**Directions for this task**
Output, word for word, every line from the start of the listing down to and including the line that contains "plus attribute byte."; include nothing else.

**Entries provided**
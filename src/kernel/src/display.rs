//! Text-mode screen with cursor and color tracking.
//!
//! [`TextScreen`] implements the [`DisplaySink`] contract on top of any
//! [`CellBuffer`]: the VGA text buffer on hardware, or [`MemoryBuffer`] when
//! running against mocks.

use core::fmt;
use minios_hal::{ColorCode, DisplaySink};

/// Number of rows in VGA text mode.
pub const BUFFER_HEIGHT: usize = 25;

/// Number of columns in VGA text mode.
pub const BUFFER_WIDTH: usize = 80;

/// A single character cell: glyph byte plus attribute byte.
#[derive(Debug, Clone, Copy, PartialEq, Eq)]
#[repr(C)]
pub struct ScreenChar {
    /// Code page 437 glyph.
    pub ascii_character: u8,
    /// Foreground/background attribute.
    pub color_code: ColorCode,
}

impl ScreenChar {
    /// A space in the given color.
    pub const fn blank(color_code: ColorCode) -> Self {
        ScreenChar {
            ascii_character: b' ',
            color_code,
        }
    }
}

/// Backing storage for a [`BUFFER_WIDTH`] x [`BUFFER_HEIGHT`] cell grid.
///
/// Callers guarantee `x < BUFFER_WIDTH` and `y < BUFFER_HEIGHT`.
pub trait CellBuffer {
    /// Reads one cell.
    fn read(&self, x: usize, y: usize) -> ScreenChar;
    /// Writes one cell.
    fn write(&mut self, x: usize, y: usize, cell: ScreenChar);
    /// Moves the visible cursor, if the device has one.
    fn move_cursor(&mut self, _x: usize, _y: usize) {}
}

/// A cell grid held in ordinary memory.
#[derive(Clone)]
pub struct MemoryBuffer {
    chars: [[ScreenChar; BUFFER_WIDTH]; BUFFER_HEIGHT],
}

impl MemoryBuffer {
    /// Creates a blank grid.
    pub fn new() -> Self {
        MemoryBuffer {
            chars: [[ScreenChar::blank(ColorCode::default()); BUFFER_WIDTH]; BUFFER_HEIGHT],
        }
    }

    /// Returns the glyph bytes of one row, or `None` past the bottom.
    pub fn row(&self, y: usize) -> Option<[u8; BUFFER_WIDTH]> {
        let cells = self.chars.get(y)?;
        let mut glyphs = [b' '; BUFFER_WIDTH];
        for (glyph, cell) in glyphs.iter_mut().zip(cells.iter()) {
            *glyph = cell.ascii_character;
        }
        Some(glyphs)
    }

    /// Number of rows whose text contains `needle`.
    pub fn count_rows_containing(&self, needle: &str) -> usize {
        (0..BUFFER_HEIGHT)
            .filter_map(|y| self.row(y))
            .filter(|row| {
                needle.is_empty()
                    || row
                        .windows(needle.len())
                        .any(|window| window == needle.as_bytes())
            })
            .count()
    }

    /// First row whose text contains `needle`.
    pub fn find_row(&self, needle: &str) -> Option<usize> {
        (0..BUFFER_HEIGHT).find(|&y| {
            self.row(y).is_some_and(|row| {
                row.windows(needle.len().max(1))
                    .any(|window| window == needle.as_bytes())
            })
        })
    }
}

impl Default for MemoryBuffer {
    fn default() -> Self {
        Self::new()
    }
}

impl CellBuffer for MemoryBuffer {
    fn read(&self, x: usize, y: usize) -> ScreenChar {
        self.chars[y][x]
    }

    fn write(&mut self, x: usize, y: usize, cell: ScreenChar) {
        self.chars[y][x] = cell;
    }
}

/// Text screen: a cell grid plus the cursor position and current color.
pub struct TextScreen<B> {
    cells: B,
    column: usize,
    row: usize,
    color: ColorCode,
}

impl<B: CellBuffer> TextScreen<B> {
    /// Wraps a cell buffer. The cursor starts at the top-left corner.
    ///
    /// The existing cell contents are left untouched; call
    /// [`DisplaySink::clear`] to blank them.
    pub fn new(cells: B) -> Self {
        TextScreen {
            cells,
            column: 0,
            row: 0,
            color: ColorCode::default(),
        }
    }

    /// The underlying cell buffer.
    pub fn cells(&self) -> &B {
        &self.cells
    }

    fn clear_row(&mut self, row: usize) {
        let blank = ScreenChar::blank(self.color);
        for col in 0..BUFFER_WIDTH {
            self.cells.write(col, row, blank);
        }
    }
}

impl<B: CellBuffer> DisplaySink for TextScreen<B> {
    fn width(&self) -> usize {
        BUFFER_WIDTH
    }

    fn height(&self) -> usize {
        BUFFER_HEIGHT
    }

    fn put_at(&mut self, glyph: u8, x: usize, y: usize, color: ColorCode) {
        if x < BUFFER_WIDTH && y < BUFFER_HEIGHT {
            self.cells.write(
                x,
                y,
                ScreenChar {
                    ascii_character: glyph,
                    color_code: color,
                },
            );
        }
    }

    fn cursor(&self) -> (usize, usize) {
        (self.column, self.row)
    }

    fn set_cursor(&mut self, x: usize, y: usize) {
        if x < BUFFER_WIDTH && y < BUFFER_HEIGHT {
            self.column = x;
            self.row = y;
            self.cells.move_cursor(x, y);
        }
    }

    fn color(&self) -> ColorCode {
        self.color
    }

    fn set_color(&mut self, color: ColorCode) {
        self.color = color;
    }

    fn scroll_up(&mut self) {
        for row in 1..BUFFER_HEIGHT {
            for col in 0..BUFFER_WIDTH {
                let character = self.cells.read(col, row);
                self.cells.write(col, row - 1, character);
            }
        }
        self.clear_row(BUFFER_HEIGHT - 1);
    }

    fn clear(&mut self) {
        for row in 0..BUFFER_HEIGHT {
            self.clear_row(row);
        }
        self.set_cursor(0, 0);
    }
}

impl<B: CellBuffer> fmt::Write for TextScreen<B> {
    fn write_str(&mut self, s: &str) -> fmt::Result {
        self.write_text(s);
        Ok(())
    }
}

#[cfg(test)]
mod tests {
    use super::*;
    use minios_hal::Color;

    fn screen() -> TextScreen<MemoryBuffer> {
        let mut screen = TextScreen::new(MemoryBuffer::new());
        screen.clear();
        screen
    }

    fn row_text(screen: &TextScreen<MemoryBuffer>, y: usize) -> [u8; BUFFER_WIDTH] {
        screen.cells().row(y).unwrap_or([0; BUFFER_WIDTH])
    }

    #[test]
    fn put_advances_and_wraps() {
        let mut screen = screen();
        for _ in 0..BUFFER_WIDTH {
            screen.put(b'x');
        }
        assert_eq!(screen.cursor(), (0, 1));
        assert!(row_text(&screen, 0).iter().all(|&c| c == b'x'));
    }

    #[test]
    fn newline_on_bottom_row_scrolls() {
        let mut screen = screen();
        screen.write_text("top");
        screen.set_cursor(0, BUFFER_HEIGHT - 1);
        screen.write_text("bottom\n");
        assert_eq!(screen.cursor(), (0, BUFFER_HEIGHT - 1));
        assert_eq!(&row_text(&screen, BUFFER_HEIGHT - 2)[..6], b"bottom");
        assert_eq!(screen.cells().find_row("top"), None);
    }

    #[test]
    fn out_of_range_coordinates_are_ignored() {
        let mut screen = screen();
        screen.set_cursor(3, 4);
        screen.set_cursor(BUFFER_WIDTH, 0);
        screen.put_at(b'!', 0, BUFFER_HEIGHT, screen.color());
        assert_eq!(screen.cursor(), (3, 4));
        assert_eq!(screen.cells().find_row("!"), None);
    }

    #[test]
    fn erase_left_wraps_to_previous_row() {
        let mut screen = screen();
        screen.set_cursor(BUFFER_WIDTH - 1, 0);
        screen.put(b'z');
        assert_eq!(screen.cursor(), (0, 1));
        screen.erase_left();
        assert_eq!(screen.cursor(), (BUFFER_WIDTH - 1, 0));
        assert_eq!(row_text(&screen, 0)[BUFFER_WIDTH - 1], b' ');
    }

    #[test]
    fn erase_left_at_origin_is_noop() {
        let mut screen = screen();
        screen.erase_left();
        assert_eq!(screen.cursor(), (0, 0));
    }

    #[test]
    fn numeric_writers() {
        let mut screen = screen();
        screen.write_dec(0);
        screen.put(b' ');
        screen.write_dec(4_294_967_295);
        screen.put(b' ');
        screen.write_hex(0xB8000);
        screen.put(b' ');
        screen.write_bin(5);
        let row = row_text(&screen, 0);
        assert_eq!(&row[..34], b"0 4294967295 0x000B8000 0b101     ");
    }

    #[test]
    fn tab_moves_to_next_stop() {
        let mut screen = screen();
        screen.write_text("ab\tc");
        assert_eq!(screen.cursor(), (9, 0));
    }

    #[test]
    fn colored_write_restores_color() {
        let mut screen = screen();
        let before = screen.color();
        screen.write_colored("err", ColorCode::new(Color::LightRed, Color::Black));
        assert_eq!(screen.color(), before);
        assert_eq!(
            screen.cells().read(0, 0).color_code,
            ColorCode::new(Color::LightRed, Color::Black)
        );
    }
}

**Solved problem**
filename src/kernel/src/display.rs
//! Text-mode screen with cursor and color tracking.
//!
//! [`TextScreen`] implements the [`DisplaySink`] contract on top of any
//! [`CellBuffer`]: the VGA text buffer on hardware, or [`MemoryBuffer`] when
//! running against mocks.

use core::fmt;
use minios_hal::{ColorCode, DisplaySink};

/// Number of rows in VGA text mode.
pub const BUFFER_HEIGHT: usize = 25;

/// Number of columns in VGA text mode.
pub const BUFFER_WIDTH: usize = 80;

/// A single character cell: glyph byte plus attribute byte.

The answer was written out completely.